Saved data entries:
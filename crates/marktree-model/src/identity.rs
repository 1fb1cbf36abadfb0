//! Root identities and per-node position metadata.

use std::fmt;
use std::sync::atomic::{AtomicU64, Ordering};

/// Counter for generating unique root IDs.
static NEXT_ROOT_ID: AtomicU64 = AtomicU64::new(0);

/// Identity of one materialized tree.
///
/// Every standalone tree (a freshly constructed node, a detached node, or the
/// result of an edit) gets its own ID. IDs are never reused within a process.
#[derive(Debug, Clone, Copy, PartialEq, Eq, PartialOrd, Ord, Hash)]
pub struct RootId(u64);

impl RootId {
    /// Allocate a new unique root ID.
    pub fn new() -> Self {
        let id = Self(NEXT_ROOT_ID.fetch_add(1, Ordering::Relaxed));
        log::trace!("allocated root id {id}");
        id
    }

    /// Get the raw ID value.
    pub fn as_u64(&self) -> u64 {
        self.0
    }
}

impl Default for RootId {
    fn default() -> Self {
        Self::new()
    }
}

impl fmt::Display for RootId {
    fn fmt(&self, f: &mut fmt::Formatter<'_>) -> fmt::Result {
        write!(f, "#{}", self.0)
    }
}

/// Where a node sits: which tree, and at which index among its siblings.
///
/// Roots report index 0.
#[derive(Debug, Clone, Copy, PartialEq, Eq, Hash)]
pub struct NodeMetadata {
    pub root_id: RootId,
    pub index_in_parent: usize,
}
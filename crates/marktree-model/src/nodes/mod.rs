//! Typed wrappers, one per [`MarkupKind`], plus the sum types that group them.
//!
//! Every wrapper holds a [`MarkupData`] whose raw cell is known to carry the
//! wrapper's tag. The public constructors build that cell themselves and so
//! cannot fail; the only checked path is [`TryFrom<AnyMarkup>`], which
//! reinterprets an existing node as a specific kind.

use std::sync::Arc;

use crate::data::MarkupData;
use crate::kind::MarkupKind;
use crate::markup::{Markup, PlainTextConvertible};
use crate::range::{SourceRange, resolve_marker_range};
use crate::raw::RawNode;
use crate::visitor::MarkupVisitor;

/// Declares a typed wrapper and wires it into [`Markup`], the visitor and
/// [`TryFrom<AnyMarkup>`].
macro_rules! markup_node {
    ($(#[$meta:meta])* $name:ident, $visit:ident) => {
        $(#[$meta])*
        #[derive(Debug, Clone)]
        pub struct $name(pub(crate) $crate::data::MarkupData);

        impl $name {
            /// Kind tag carried by every value of this type.
            pub const KIND: $crate::kind::MarkupKind = $crate::kind::MarkupKind::$name;

            /// Returns this node as the root of a new tree.
            pub fn detached_from_parent(&self) -> Self {
                Self(self.0.detached())
            }
        }

        impl $crate::markup::Markup for $name {
            fn data(&self) -> &$crate::data::MarkupData {
                &self.0
            }

            fn accept<V: $crate::visitor::MarkupVisitor>(&self, visitor: &mut V) -> V::Result {
                visitor.$visit(self)
            }
        }

        impl TryFrom<$crate::nodes::AnyMarkup> for $name {
            type Error = $crate::error::MarkupError;

            fn try_from(markup: $crate::nodes::AnyMarkup) -> Result<Self, Self::Error> {
                let data = $crate::markup::Markup::data(&markup);
                if data.kind() == Self::KIND {
                    Ok(Self(data.clone()))
                } else {
                    log::debug!(
                        "refusing to reinterpret {} node as {}",
                        data.kind(),
                        stringify!($name)
                    );
                    Err($crate::error::MarkupError::KindMismatch {
                        expected: stringify!($name),
                        found: data.kind(),
                    })
                }
            }
        }
    };
}

/// Constructors and child access for containers whose only payload is their
/// inline children.
macro_rules! basic_inline_container {
    ($name:ident) => {
        impl $name {
            /// Builds the node without a source range.
            ///
            /// To inherit the children's combined range instead, use
            /// `with_markers(children, None, None)`.
            pub fn new(children: impl IntoIterator<Item = $crate::nodes::InlineMarkup>) -> Self {
                Self::with_range(children, None)
            }

            pub fn with_range(
                children: impl IntoIterator<Item = $crate::nodes::InlineMarkup>,
                range: Option<$crate::range::SourceRange>,
            ) -> Self {
                let children = $crate::nodes::raw_children(children);
                Self($crate::data::MarkupData::new_root($crate::raw::RawNode::new(
                    $crate::raw::RawNodeData::$name,
                    range,
                    children,
                )))
            }

            /// Builds the node from its opening and closing marker ranges.
            ///
            /// Without either marker the range covers the children's ranges.
            pub fn with_markers(
                children: impl IntoIterator<Item = $crate::nodes::InlineMarkup>,
                start: Option<$crate::range::SourceRange>,
                end: Option<$crate::range::SourceRange>,
            ) -> Self {
                let children = $crate::nodes::raw_children(children);
                let range = $crate::nodes::resolve_range(start, end, &children);
                Self($crate::data::MarkupData::new_root($crate::raw::RawNode::new(
                    $crate::raw::RawNodeData::$name,
                    range,
                    children,
                )))
            }

            pub fn inline_children(&self) -> impl Iterator<Item = $crate::nodes::InlineMarkup> + '_ {
                $crate::nodes::typed_children(&self.0)
            }

            pub fn with_inline_children(
                &self,
                children: impl IntoIterator<Item = $crate::nodes::InlineMarkup>,
            ) -> Self {
                let raw = self.0.raw().with_children($crate::nodes::raw_children(children));
                Self(self.0.substitute(raw))
            }
        }
    };
}

/// Constructors and child access for containers whose only payload is their
/// block children.
macro_rules! basic_block_container {
    ($name:ident) => {
        impl $name {
            /// Builds the node without a source range.
            pub fn new(children: impl IntoIterator<Item = $crate::nodes::BlockMarkup>) -> Self {
                Self::with_range(children, None)
            }

            pub fn with_range(
                children: impl IntoIterator<Item = $crate::nodes::BlockMarkup>,
                range: Option<$crate::range::SourceRange>,
            ) -> Self {
                let children = $crate::nodes::raw_children(children);
                Self($crate::data::MarkupData::new_root($crate::raw::RawNode::new(
                    $crate::raw::RawNodeData::$name,
                    range,
                    children,
                )))
            }

            pub fn block_children(&self) -> impl Iterator<Item = $crate::nodes::BlockMarkup> + '_ {
                $crate::nodes::typed_children(&self.0)
            }

            pub fn with_block_children(
                &self,
                children: impl IntoIterator<Item = $crate::nodes::BlockMarkup>,
            ) -> Self {
                let raw = self.0.raw().with_children($crate::nodes::raw_children(children));
                Self(self.0.substitute(raw))
            }
        }
    };
}

mod block;
mod extension;
mod inline;

pub use block::{
    BlockQuote, CodeBlock, Document, Heading, ListItem, OrderedList, Paragraph, ThematicBreak,
    UnorderedList,
};
pub use extension::{EscapedCharacter, Highlight};
pub use inline::{
    Emphasis, Image, InlineCode, LineBreak, Link, SoftBreak, Strikethrough, Strong, Text,
};

/// Declares a sum type over typed wrappers, dispatching [`Markup`] to the
/// wrapped node.
macro_rules! markup_union {
    ($(#[$meta:meta])* $union:ident { $($variant:ident),+ $(,)? }) => {
        $(#[$meta])*
        #[derive(Debug, Clone)]
        pub enum $union {
            $($variant($variant),)+
        }

        impl Markup for $union {
            fn data(&self) -> &MarkupData {
                match self {
                    $(Self::$variant(node) => node.data(),)+
                }
            }

            fn accept<V: MarkupVisitor>(&self, visitor: &mut V) -> V::Result {
                match self {
                    $(Self::$variant(node) => node.accept(visitor),)+
                }
            }
        }

        $(
            impl From<$variant> for $union {
                fn from(node: $variant) -> Self {
                    Self::$variant(node)
                }
            }
        )+
    };
}

/// A [`markup_union`] that is a subset of [`AnyMarkup`].
macro_rules! markup_category {
    ($(#[$meta:meta])* $union:ident, $expected:literal { $($variant:ident),+ $(,)? }) => {
        markup_union! { $(#[$meta])* $union { $($variant),+ } }

        impl From<$union> for AnyMarkup {
            fn from(node: $union) -> Self {
                match node {
                    $($union::$variant(node) => Self::$variant(node),)+
                }
            }
        }

        impl TryFrom<AnyMarkup> for $union {
            type Error = $crate::error::MarkupError;

            fn try_from(markup: AnyMarkup) -> Result<Self, Self::Error> {
                match markup {
                    $(AnyMarkup::$variant(node) => Ok(Self::$variant(node)),)+
                    other => Err($crate::error::MarkupError::KindMismatch {
                        expected: $expected,
                        found: other.kind(),
                    }),
                }
            }
        }
    };
}

markup_union! {
    /// Any node of the tree.
    AnyMarkup {
        Text,
        SoftBreak,
        LineBreak,
        InlineCode,
        Emphasis,
        Strong,
        Strikethrough,
        Link,
        Image,
        Highlight,
        EscapedCharacter,
        CodeBlock,
        ThematicBreak,
        Paragraph,
        Heading,
        BlockQuote,
        UnorderedList,
        OrderedList,
        ListItem,
        Document,
    }
}

markup_category! {
    /// A node allowed inside inline content.
    InlineMarkup, "inline markup" {
        Text,
        SoftBreak,
        LineBreak,
        InlineCode,
        Emphasis,
        Strong,
        Strikethrough,
        Link,
        Image,
        Highlight,
        EscapedCharacter,
    }
}

markup_category! {
    /// A node allowed as a child of a block container.
    BlockMarkup, "block markup" {
        CodeBlock,
        ThematicBreak,
        Paragraph,
        Heading,
        BlockQuote,
        UnorderedList,
        OrderedList,
        ListItem,
    }
}

impl AnyMarkup {
    /// Wraps `data` in the wrapper matching its tag.
    pub(crate) fn from_data(data: MarkupData) -> Self {
        match data.kind() {
            MarkupKind::Text => Self::Text(Text(data)),
            MarkupKind::SoftBreak => Self::SoftBreak(SoftBreak(data)),
            MarkupKind::LineBreak => Self::LineBreak(LineBreak(data)),
            MarkupKind::InlineCode => Self::InlineCode(InlineCode(data)),
            MarkupKind::Emphasis => Self::Emphasis(Emphasis(data)),
            MarkupKind::Strong => Self::Strong(Strong(data)),
            MarkupKind::Strikethrough => Self::Strikethrough(Strikethrough(data)),
            MarkupKind::Link => Self::Link(Link(data)),
            MarkupKind::Image => Self::Image(Image(data)),
            MarkupKind::Highlight => Self::Highlight(Highlight(data)),
            MarkupKind::EscapedCharacter => Self::EscapedCharacter(EscapedCharacter(data)),
            MarkupKind::CodeBlock => Self::CodeBlock(CodeBlock(data)),
            MarkupKind::ThematicBreak => Self::ThematicBreak(ThematicBreak(data)),
            MarkupKind::Paragraph => Self::Paragraph(Paragraph(data)),
            MarkupKind::Heading => Self::Heading(Heading(data)),
            MarkupKind::BlockQuote => Self::BlockQuote(BlockQuote(data)),
            MarkupKind::UnorderedList => Self::UnorderedList(UnorderedList(data)),
            MarkupKind::OrderedList => Self::OrderedList(OrderedList(data)),
            MarkupKind::ListItem => Self::ListItem(ListItem(data)),
            MarkupKind::Document => Self::Document(Document(data)),
        }
    }

    /// Returns this node as the root of a new tree.
    pub fn detached_from_parent(&self) -> Self {
        Self::from_data(self.data().detached())
    }
}

macro_rules! plain_text_convertible {
    ($($name:ident),+ $(,)?) => {
        $(
            impl PlainTextConvertible for $name {
                fn plain_text(&self) -> String {
                    let mut out = String::new();
                    self.data().raw().write_plain_text(&mut out);
                    out
                }
            }
        )+
    };
}

plain_text_convertible!(
    InlineMarkup,
    Text,
    SoftBreak,
    LineBreak,
    InlineCode,
    Emphasis,
    Strong,
    Strikethrough,
    Link,
    Image,
    Highlight,
    EscapedCharacter,
    Paragraph,
    Heading,
);

/// Extracts the shared raw cell of each child.
pub(crate) fn raw_children<M: Markup>(children: impl IntoIterator<Item = M>) -> Vec<Arc<RawNode>> {
    children
        .into_iter()
        .map(|child| Arc::clone(child.data().raw()))
        .collect()
}

/// Marker policy with a fallback to the children's combined range.
pub(crate) fn resolve_range(
    start: Option<SourceRange>,
    end: Option<SourceRange>,
    children: &[Arc<RawNode>],
) -> Option<SourceRange> {
    resolve_marker_range(start, end).or_else(|| RawNode::children_range(children))
}

/// Children of `data` that convert to `T`; others are skipped.
pub(crate) fn typed_children<T>(data: &MarkupData) -> impl Iterator<Item = T> + '_
where
    T: TryFrom<AnyMarkup>,
{
    (0..data.child_count())
        .filter_map(move |index| data.child(index))
        .filter_map(|child| T::try_from(AnyMarkup::from_data(child)).ok())
}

Exercise description
Look above and repeat, character for character, the lines from the first one to the line with "use crate::data::MarkupData;", counting both.

Solved exercise
filename crates/marktree-model/src/identity.rs
repository 1fb1cbf36abadfb0
//! Root identities and per-node position metadata.

use std::fmt;
use std::sync::atomic::{AtomicU64, Ordering};

/// Counter for generating unique root IDs.
static NEXT_ROOT_ID: AtomicU64 = AtomicU64::new(0);

/// Identity of one materialized tree.
///
/// Every standalone tree (a freshly constructed node, a detached node, or the
/// result of an edit) gets its own ID. IDs are never reused within a process.
#[derive(Debug, Clone, Copy, PartialEq, Eq, PartialOrd, Ord, Hash)]
pub struct RootId(u64);

impl RootId {
    /// Allocate a new unique root ID.
    pub fn new() -> Self {
        let id = Self(NEXT_ROOT_ID.fetch_add(1, Ordering::Relaxed));
        log::trace!("allocated root id {id}");
        id
    }

    /// Get the raw ID value.
    pub fn as_u64(&self) -> u64 {
        self.0
    }
}

impl Default for RootId {
    fn default() -> Self {
        Self::new()
    }
}

impl fmt::Display for RootId {
    fn fmt(&self, f: &mut fmt::Formatter<'_>) -> fmt::Result {
        write!(f, "#{}", self.0)
    }
}

/// Where a node sits: which tree, and at which index among its siblings.
///
/// Roots report index 0.
#[derive(Debug, Clone, Copy, PartialEq, Eq, Hash)]
pub struct NodeMetadata {
    pub root_id: RootId,
    pub index_in_parent: usize,
}
filename crates/marktree-model/src/nodes/mod.rs
//! Typed wrappers, one per [`MarkupKind`], plus the sum types that group them.
//!
//! Every wrapper holds a [`MarkupData`] whose raw cell is known to carry the
//! wrapper's tag. The public constructors build that cell themselves and so
//! cannot fail; the only checked path is [`TryFrom<AnyMarkup>`], which
//! reinterprets an existing node as a specific kind.

use std::sync::Arc;

use crate::data::MarkupData;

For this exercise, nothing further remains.